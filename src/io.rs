// ============================================================================
// FILE I/O — reading sources, writing exports, native dialogs
// ============================================================================
//
// Decoding and encoding are the engine's job; this module only moves bytes
// and drives the `rfd` dialogs for the GUI paths.
// ============================================================================

use std::path::{Path, PathBuf};

use rfd::FileDialog;

use crate::engine::ExportFormat;

/// Fixed default filename for exports, as the save button has always
/// produced.
pub const DEFAULT_EXPORT_NAME: &str = "edited-image.png";

/// Extensions offered in the open dialog.
pub const IMAGE_EXTENSIONS: &[&str] = &["png", "jpg", "jpeg", "webp", "bmp", "tga", "ico", "tiff"];

/// Full-quality JPEG for exports; the CLI may lower it.
pub const EXPORT_JPEG_QUALITY: u8 = 100;

pub fn read_file(path: &Path) -> Result<Vec<u8>, String> {
    std::fs::read(path).map_err(|e| format!("could not read '{}': {}", path.display(), e))
}

pub fn write_file(path: &Path, bytes: &[u8]) -> Result<(), String> {
    if let Some(parent) = path.parent()
        && !parent.as_os_str().is_empty()
    {
        std::fs::create_dir_all(parent)
            .map_err(|e| format!("could not create '{}': {}", parent.display(), e))?;
    }
    std::fs::write(path, bytes)
        .map_err(|e| format!("could not write '{}': {}", path.display(), e))
}

/// Map an output path to an export format by extension. Unknown or missing
/// extensions fall back to full-quality PNG.
pub fn format_for_path(path: &Path, jpeg_quality: u8) -> ExportFormat {
    match path
        .extension()
        .map(|e| e.to_string_lossy().to_lowercase())
        .as_deref()
    {
        Some("jpg") | Some("jpeg") => ExportFormat::Jpeg {
            quality: jpeg_quality,
        },
        _ => ExportFormat::Png,
    }
}

/// Native open dialog filtered to supported raster formats.
pub fn pick_image_to_open() -> Option<PathBuf> {
    FileDialog::new()
        .add_filter("Images", IMAGE_EXTENSIONS)
        .pick_file()
}

/// Native save dialog pre-filled with the default export name.
pub fn pick_export_path() -> Option<PathBuf> {
    FileDialog::new()
        .add_filter("PNG", &["png"])
        .add_filter("JPEG", &["jpg", "jpeg"])
        .set_file_name(DEFAULT_EXPORT_NAME)
        .save_file()
}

- WORK ORDER
Make an exact copy of every record in the listing.

- EXERCISE OUTPUT
filename src/io.rs
// ============================================================================
// FILE I/O — reading sources, writing exports, native dialogs
// ============================================================================
//
// Decoding and encoding are the engine's job; this module only moves bytes
// and drives the `rfd` dialogs for the GUI paths.
// ============================================================================

use std::path::{Path, PathBuf};

use rfd::FileDialog;

use crate::engine::ExportFormat;

/// Fixed default filename for exports, as the save button has always
/// produced.
pub const DEFAULT_EXPORT_NAME: &str = "edited-image.png";

/// Extensions offered in the open dialog.
pub const IMAGE_EXTENSIONS: &[&str] = &["png", "jpg", "jpeg", "webp", "bmp", "tga", "ico", "tiff"];

/// Full-quality JPEG for exports; the CLI may lower it.
pub const EXPORT_JPEG_QUALITY: u8 = 100;

pub fn read_file(path: &Path) -> Result<Vec<u8>, String> {
    std::fs::read(path).map_err(|e| format!("could not read '{}': {}", path.display(), e))
}

pub fn write_file(path: &Path, bytes: &[u8]) -> Result<(), String> {
    if let Some(parent) = path.parent()
        && !parent.as_os_str().is_empty()
    {
        std::fs::create_dir_all(parent)
            .map_err(|e| format!("could not create '{}': {}", parent.display(), e))?;
    }
    std::fs::write(path, bytes)
        .map_err(|e| format!("could not write '{}': {}", path.display(), e))
}

/// Map an output path to an export format by extension. Unknown or missing
/// extensions fall back to full-quality PNG.
pub fn format_for_path(path: &Path, jpeg_quality: u8) -> ExportFormat {
    match path
        .extension()
        .map(|e| e.to_string_lossy().to_lowercase())
        .as_deref()
    {
        Some("jpg") | Some("jpeg") => ExportFormat::Jpeg {
            quality: jpeg_quality,
        },
        _ => ExportFormat::Png,
    }
}

/// Native open dialog filtered to supported raster formats.
pub fn pick_image_to_open() -> Option<PathBuf> {
    FileDialog::new()
        .add_filter("Images", IMAGE_EXTENSIONS)
        .pick_file()
}

/// Native save dialog pre-filled with the default export name.
pub fn pick_export_path() -> Option<PathBuf> {
    FileDialog::new()
        .add_filter("PNG", &["png"])
        .add_filter("JPEG", &["jpg", "jpeg"])
        .set_file_name(DEFAULT_EXPORT_NAME)
        .save_file()
}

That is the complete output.